* [EXERCISE REQUIREMENTS]
The records appear below. Report how many of their lines contain the word "type", giving the number alone.

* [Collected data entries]
====

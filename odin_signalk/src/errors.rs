/*
 * Copyright © 2025, United States Government, as represented by the Administrator of
 * the National Aeronautics and Space Administration. All rights reserved.
 *
 * The “ODIN” software is licensed under the Apache License, Version 2.0 (the "License");
 * you may not use this file except in compliance with the License. You may obtain a copy
 * of the License at http://www.apache.org/licenses/LICENSE-2.0.
 *
 * Unless required by applicable law or agreed to in writing, software distributed under
 * the License is distributed on an "AS IS" BASIS, WITHOUT WARRANTIES OR CONDITIONS OF ANY KIND,
 * either express or implied. See the License for the specific language governing permissions
 * and limitations under the License.
 */

use thiserror::Error;

pub type Result<T> = std::result::Result<T, OdinSignalKError>;

/// odin_signalk specific error type. We keep foreign errors opaque (as strings) so that errors
/// can be cloned and sent to the host as `error` messages
#[derive(Error,Debug,Clone)]
pub enum OdinSignalKError {
    #[error("IO error {0}")]
    IOError(String),

    #[error("config error {0}")]
    ConfigError(String),

    #[error("JSON error {0}")]
    JsonError(String),

    #[error("http error {0}")]
    HttpError(String),

    #[error("websock error {0}")]
    WsError(String),

    #[error("invalid URL {0}")]
    UrlError(String),

    #[error("no open connection")]
    NotConnected,

    #[error("channel closed {0}")]
    ChannelClosed(String),

    #[error("invalid command {0}")]
    CommandError(String),

    /// a generic error
    #[error("operation failed {0}")]
    OpFailed(String)
}

macro_rules! map_to_opaque_error {
    ($from_error:ty => $to_error:ident :: $variant:ident) => {
        impl From<$from_error> for $to_error {
            fn from (e: $from_error)->Self { $to_error :: $variant ( e.to_string()) }
        }
    };
}

map_to_opaque_error!{ std::io::Error => OdinSignalKError::IOError }
map_to_opaque_error!{ serde_json::Error => OdinSignalKError::JsonError }
map_to_opaque_error!{ ron::error::SpannedError => OdinSignalKError::ConfigError }
map_to_opaque_error!{ reqwest::Error => OdinSignalKError::HttpError }
map_to_opaque_error!{ url::ParseError => OdinSignalKError::UrlError }
map_to_opaque_error!{ tokio_tungstenite::tungstenite::Error => OdinSignalKError::WsError }
map_to_opaque_error!{ tokio_tungstenite::tungstenite::http::header::InvalidHeaderValue => OdinSignalKError::HttpError }

pub fn op_failed (msg: impl ToString)->OdinSignalKError {
    OdinSignalKError::OpFailed(msg.to_string())
}

pub fn config_error (msg: impl ToString)->OdinSignalKError {
    OdinSignalKError::ConfigError(msg.to_string())
}

pub fn command_error (msg: impl ToString)->OdinSignalKError {
    OdinSignalKError::CommandError(msg.to_string())
}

====

* [RESPONSE]
2